Collected data:
------------

use std::collections::{BTreeSet, HashMap};
use std::sync::Arc;

use futures::future::BoxFuture;
use grafana_mcp_core::envelope::{EnvelopeSpec, ResponseEnvelope};
use grafana_mcp_core::error::{Error, Result};
use serde_json::{Map, Value, json};

use crate::capabilities::Capability;
use crate::client::GrafanaClient;
use crate::session::Session;

pub type ToolFuture<'a> = BoxFuture<'a, Result<ResponseEnvelope>>;
pub type ToolHandler = for<'a> fn(&'a ToolContext, &'a Map<String, Value>) -> ToolFuture<'a>;

#[derive(Clone, Copy, Debug, PartialEq, Eq)]
pub enum ParamKind {
    String,
    Integer,
    Number,
    Boolean,
    Object,
    Array,
}

impl ParamKind {
    fn schema_type(self) -> &'static str {
        match self {
            Self::String => "string",
            Self::Integer => "integer",
            Self::Number => "number",
            Self::Boolean => "boolean",
            Self::Object => "object",
            Self::Array => "array",
        }
    }

    fn accepts(self, value: &Value) -> bool {
        match self {
            Self::String => value.is_string(),
            Self::Integer => value.is_i64() || value.is_u64(),
            Self::Number => value.is_number(),
            Self::Boolean => value.is_boolean(),
            Self::Object => value.is_object(),
            Self::Array => value.is_array(),
        }
    }
}

#[derive(Clone, Debug)]
pub struct ParamSpec {
    pub name: &'static str,
    pub kind: ParamKind,
    pub required: bool,
    pub description: &'static str,
}

impl ParamSpec {
    pub fn required(name: &'static str, kind: ParamKind, description: &'static str) -> Self {
        Self {
            name,
            kind,
            required: true,
            description,
        }
    }

    pub fn optional(name: &'static str, kind: ParamKind, description: &'static str) -> Self {
        Self {
            name,
            kind,
            required: false,
            description,
        }
    }
}

/// Everything a tool handler may touch while it runs.
#[derive(Clone, Debug)]
pub struct ToolContext {
    client: GrafanaClient,
    session: Arc<Session>,
    envelope: EnvelopeSpec,
}

impl ToolContext {
    pub fn new(client: GrafanaClient, session: Arc<Session>) -> Self {
        Self {
            client,
            session,
            envelope: EnvelopeSpec::object("grafana_result"),
        }
    }

    fn for_tool(mut self, envelope: EnvelopeSpec) -> Self {
        self.envelope = envelope;
        self
    }

    pub fn client(&self) -> &GrafanaClient {
        &self.client
    }

    pub fn session(&self) -> &Session {
        &self.session
    }

    /// Wrap a payload in this tool's envelope.
    pub fn respond(&self, raw: Value, params: Map<String, Value>) -> ResponseEnvelope {
        self.envelope.wrap(raw, params)
    }
}

#[derive(Clone)]
pub struct ToolDescriptor {
    pub name: &'static str,
    pub title: &'static str,
    pub description: &'static str,
    pub params: Vec<ParamSpec>,
    pub capability: Option<Capability>,
    pub envelope: EnvelopeSpec,
    pub handler: ToolHandler,
}

impl std::fmt::Debug for ToolDescriptor {
    fn fmt(&self, f: &mut std::fmt::Formatter<'_>) -> std::fmt::Result {
        f.debug_struct("ToolDescriptor")
            .field("name", &self.name)
            .field("capability", &self.capability)
            .field("envelope", &self.envelope)
            .finish()
    }
}

impl ToolDescriptor {
    pub fn new(
        name: &'static str,
        title: &'static str,
        description: &'static str,
        envelope: EnvelopeSpec,
        handler: ToolHandler,
    ) -> Self {
        Self {
            name,
            title,
            description,
            params: Vec::new(),
            capability: None,
            envelope,
            handler,
        }
    }

    pub fn with_param(mut self, param: ParamSpec) -> Self {
        self.params.push(param);
        self
    }

    pub fn with_capability(mut self, capability: Capability) -> Self {
        self.capability = Some(capability);
        self
    }

    pub fn input_schema(&self) -> Value {
        let mut properties = Map::new();
        for param in &self.params {
            properties.insert(
                param.name.to_string(),
                json!({
                    "type": param.kind.schema_type(),
                    "description": param.description,
                }),
            );
        }
        let required: Vec<&str> = self
            .params
            .iter()
            .filter(|param| param.required)
            .map(|param| param.name)
            .collect();
        json!({
            "type": "object",
            "properties": properties,
            "required": required,
        })
    }

    pub fn to_value(&self) -> Value {
        json!({
            "name": self.name,
            "title": self.title,
            "description": self.description,
            "inputSchema": self.input_schema(),
        })
    }

    pub fn is_available(&self, available: &BTreeSet<Capability>) -> bool {
        self.capability
            .is_none_or(|capability| available.contains(&capability))
    }

    /// Check presence and JSON type of every declared argument. Runs before
    /// the handler so invalid calls never reach Grafana.
    pub fn validate(&self, args: &Map<String, Value>) -> Result<()> {
        for param in &self.params {
            match args.get(param.name) {
                None | Some(Value::Null) if param.required => {
                    return Err(Error::validation(
                        param.name,
                        format!("Missing required field '{}'", param.name),
                    ));
                }
                None | Some(Value::Null) => {}
                Some(value) if !param.kind.accepts(value) => {
                    return Err(Error::validation(
                        param.name,
                        format!(
                            "'{}' must be of type {}",
                            param.name,
                            param.kind.schema_type()
                        ),
                    ));
                }
                Some(_) => {}
            }
        }
        Ok(())
    }
}

#[derive(Debug, Default)]
pub struct ToolRegistry {
    tools: Vec<ToolDescriptor>,
    index: HashMap<&'static str, usize>,
}

impl ToolRegistry {
    pub fn new() -> Self {
        Self::default()
    }

    pub fn register(&mut self, descriptor: ToolDescriptor) -> Result<()> {
        if self.index.contains_key(descriptor.name) {
            return Err(Error::Internal(format!(
                "tool '{}' registered twice",
                descriptor.name
            )));
        }
        self.index.insert(descriptor.name, self.tools.len());
        self.tools.push(descriptor);
        Ok(())
    }

    pub fn get(&self, name: &str) -> Option<&ToolDescriptor> {
        self.index.get(name).map(|&idx| &self.tools[idx])
    }

    pub fn descriptors(&self) -> &[ToolDescriptor] {
        &self.tools
    }

    pub fn len(&self) -> usize {
        self.tools.len()
    }

    pub fn is_empty(&self) -> bool {
        self.tools.is_empty()
    }

    /// Tools whose capability requirement is met, in registration order.
    pub fn list(&self, available: &BTreeSet<Capability>) -> Vec<&ToolDescriptor> {
        self.tools
            .iter()
            .filter(|tool| tool.is_available(available))
            .collect()
    }

    pub async fn dispatch(
        &self,
        name: &str,
        args: &Map<String, Value>,
        ctx: ToolContext,
        available: &BTreeSet<Capability>,
    ) -> Result<ResponseEnvelope> {
        let tool = self
            .get(name)
            .filter(|tool| tool.is_available(available))
            .ok_or_else(|| Error::ToolNotFound(name.to_string()))?;
        tool.validate(args)?;
        let ctx = ctx.for_tool(tool.envelope);
        (tool.handler)(&ctx, args).await
    }
}
#[cfg(test)]
mod tests {
    use super::*;
    use std::collections::BTreeSet;

    use chrono::{DateTime, TimeZone};
    use mockito::Matcher;

    use crate::tools::default_registry;
    use crate::tools::test_support::context;

    #[test]
    fn query_string_composition() {
        assert_eq!(query_string(false, None), "isdrill:false");
        assert_eq!(query_string(false, Some("active")), "isdrill:false status:active");
        assert_eq!(query_string(true, None), "");
    }

    #[tokio::test]
    async fn list_posts_preview_query_and_wraps_previews() {
        let mut server = mockito::Server::new_async().await;
        let mock = server
            .mock(
                "POST",
                "/api/plugins/grafana-irm-app/resources/api/v1/IncidentsService.QueryIncidentPreviews",
            )
            .match_body(Matcher::Json(json!({
                "query": {"limit": 5, "orderDirection": "DESC", "queryString": "isdrill:false status:active"}
            })))
            .with_status(200)
            .with_body(r#"{"incidentPreviews":[{"incidentID":"1","title":"DB down"}],"cursor":{}}"#)
            .create_async()
            .await;

        let registry = default_registry().expect("registry");
        let envelope = registry
            .dispatch(
                "list_incidents",
                &echo([("limit", json!(5)), ("status", json!("active"))]),
                context(&server.url()),
                &BTreeSet::from([Capability::Incident]),
            )
            .await
            .expect("incidents");
        assert_eq!(envelope.kind(), "incidents_result");
        assert_eq!(envelope.total_count(), Some(1));
        assert_eq!(envelope.get("status"), Some(&json!("active")));
        mock.assert_async().await;
    }

    #[tokio::test]
    async fn get_incident_unwraps_incident_object() {
        let mut server = mockito::Server::new_async().await;
        server
            .mock(
                "POST",
                "/api/plugins/grafana-irm-app/resources/api/v1/IncidentsService.GetIncident",
            )
            .match_body(Matcher::Json(json!({"incidentID": "42"})))
            .with_status(200)
            .with_body(r#"{"incident":{"incidentID":"42","status":"active"}}"#)
            .create_async()
            .await;

        let registry = default_registry().expect("registry");
        let envelope = registry
            .dispatch(
                "get_incident",
                &echo([("incidentId", json!("42"))]),
                context(&server.url()),
                &BTreeSet::from([Capability::Incident]),
            )
            .await
            .expect("incident");
        assert_eq!(
            envelope.get("grafana_response"),
            Some(&json!({"incidentID": "42", "status": "active"}))
        );
        assert_eq!(envelope.get("incidentId"), Some(&json!("42")));
    }

    #[tokio::test]
    async fn create_sends_defaults_and_unwraps_incident() {
        let mut server = mockito::Server::new_async().await;
        let mock = server
            .mock(
                "POST",
                "/api/plugins/grafana-irm-app/resources/api/v1/IncidentsService.CreateIncident",
            )
            .match_body(Matcher::Json(json!({
                "title": "DB down",
                "severity": "critical",
                "roomPrefix": "inc",
                "isDrill": false,
                "status": "active",
                "attachCaption": null,
                "attachUrl": null,
                "labels": [{"key": "team", "label": "db"}]
            })))
            .with_status(200)
            .with_body(r#"{"incident":{"incidentID":"7","title":"DB down"}}"#)
            .expect(1)
            .create_async()
            .await;

        let registry = default_registry().expect("registry");
        let envelope = registry
            .dispatch(
                "create_incident",
                &echo([
                    ("title", json!("DB down")),
                    ("severity", json!("critical")),
                    ("roomPrefix", json!("inc")),
                    ("status", json!("active")),
                    ("labels", json!([{"key": "team", "label": "db"}])),
                ]),
                context(&server.url()),
                &BTreeSet::from([Capability::Incident]),
            )
            .await
            .expect("created");
        assert_eq!(envelope.kind(), "incident");
        assert_eq!(
            envelope.get("grafana_response"),
            Some(&json!({"incidentID": "7", "title": "DB down"}))
        );
        mock.assert_async().await;
    }

    #[tokio::test]
    async fn create_rejects_scalar_labels_before_calling_grafana() {
        let mut server = mockito::Server::new_async().await;
        let mock = server
            .mock(
                "POST",
                "/api/plugins/grafana-irm-app/resources/api/v1/IncidentsService.CreateIncident",
            )
            .expect(0)
            .create_async()
            .await;

        let registry = default_registry().expect("registry");
        let err = registry
            .dispatch(
                "create_incident",
                &echo([
                    ("title", json!("DB down")),
                    ("severity", json!("critical")),
                    ("roomPrefix", json!("inc")),
                    ("labels", json!(["team:db"])),
                ]),
                context(&server.url()),
                &BTreeSet::from([Capability::Incident]),
            )
            .await
            .expect_err("bad labels");
        assert!(matches!(err, Error::Validation { ref field, .. } if field == "labels"));
        mock.assert_async().await;
    }

    #[tokio::test]
    async fn activity_is_posted_as_a_user_note() {
        let mut server = mockito::Server::new_async().await;
        let mock = server
            .mock(
                "POST",
                "/api/plugins/grafana-irm-app/resources/api/v1/ActivityService.AddActivity",
            )
            .match_body(Matcher::Json(json!({
                "incidentID": "7",
                "activityKind": "userNote",
                "body": "Failover started",
                "eventTime": "2024-05-01T10:00:00.000Z"
            })))
            .with_status(200)
            .with_body(r#"{"activityItem":{"activityItemID":"a1","body":"Failover started"}}"#)
            .expect(1)
            .create_async()
            .await;

        let registry = default_registry().expect("registry");
        let envelope = registry
            .dispatch(
                "add_activity_to_incident",
                &echo([
                    ("incidentId", json!("7")),
                    ("body", json!("Failover started")),
                    ("eventTime", json!("2024-05-01T10:00:00Z")),
                ]),
                context(&server.url()),
                &BTreeSet::from([Capability::Incident]),
            )
            .await
            .expect("activity");
        assert_eq!(envelope.kind(), "incident_activity");
        assert_eq!(envelope.get("incidentId"), Some(&json!("7")));
        assert_eq!(
            envelope.get("grafana_response").map(|item| &item["activityItemID"]),
            Some(&json!("a1"))
        );
        mock.assert_async().await;
    }

    #[tokio::test]
    async fn activity_defaults_event_time_to_now() {
        let mut server = mockito::Server::new_async().await;
        server
            .mock(
                "POST",
                "/api/plugins/grafana-irm-app/resources/api/v1/ActivityService.AddActivity",
            )
            .with_status(200)
            .with_body_from_request(|request| {
                let body: Value = serde_json::from_slice(request.body().expect("body"))
                    .expect("json body");
                json!({"activityItem": {"eventTime": body["eventTime"]}})
                    .to_string()
                    .into()
            })
            .create_async()
            .await;

        let before = Utc::now();
        let registry = default_registry().expect("registry");
        let envelope = registry
            .dispatch(
                "add_activity_to_incident",
                &echo([("incidentId", json!("7")), ("body", json!("note"))]),
                context(&server.url()),
                &BTreeSet::from([Capability::Incident]),
            )
            .await
            .expect("activity");
        let sent = envelope
            .get("grafana_response")
            .and_then(|item| item["eventTime"].as_str())
            .expect("event time");
        let sent = DateTime::parse_from_rfc3339(sent).expect("rfc3339");
        let floor = Utc
            .timestamp_millis_opt(before.timestamp_millis())
            .single()
            .expect("millis");
        assert!(sent.with_timezone(&Utc) >= floor);
    }
}
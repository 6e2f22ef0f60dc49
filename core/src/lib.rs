//! Shared building blocks for the Grafana MCP server: layered configuration,
//! response envelopes and the error taxonomy.

pub mod config;
pub mod envelope;
pub mod error;

pub use config::{ConfigLayer, ConfigSources, Credential, RequestConfig, RequestHeaders, TlsOptions};
pub use envelope::{EnvelopeSpec, ResponseEnvelope};
pub use error::{Error, ErrorBody, Result};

------------

**What you need to do:** Search the entries for the word "EnvelopeSpec" and copy every line that holds it.

**Worked solution:**
use grafana_mcp_core::envelope::{EnvelopeSpec, ResponseEnvelope};
    envelope: EnvelopeSpec,
            envelope: EnvelopeSpec::object("grafana_result"),
    fn for_tool(mut self, envelope: EnvelopeSpec) -> Self {
    pub envelope: EnvelopeSpec,
        envelope: EnvelopeSpec,
pub use envelope::{EnvelopeSpec, ResponseEnvelope};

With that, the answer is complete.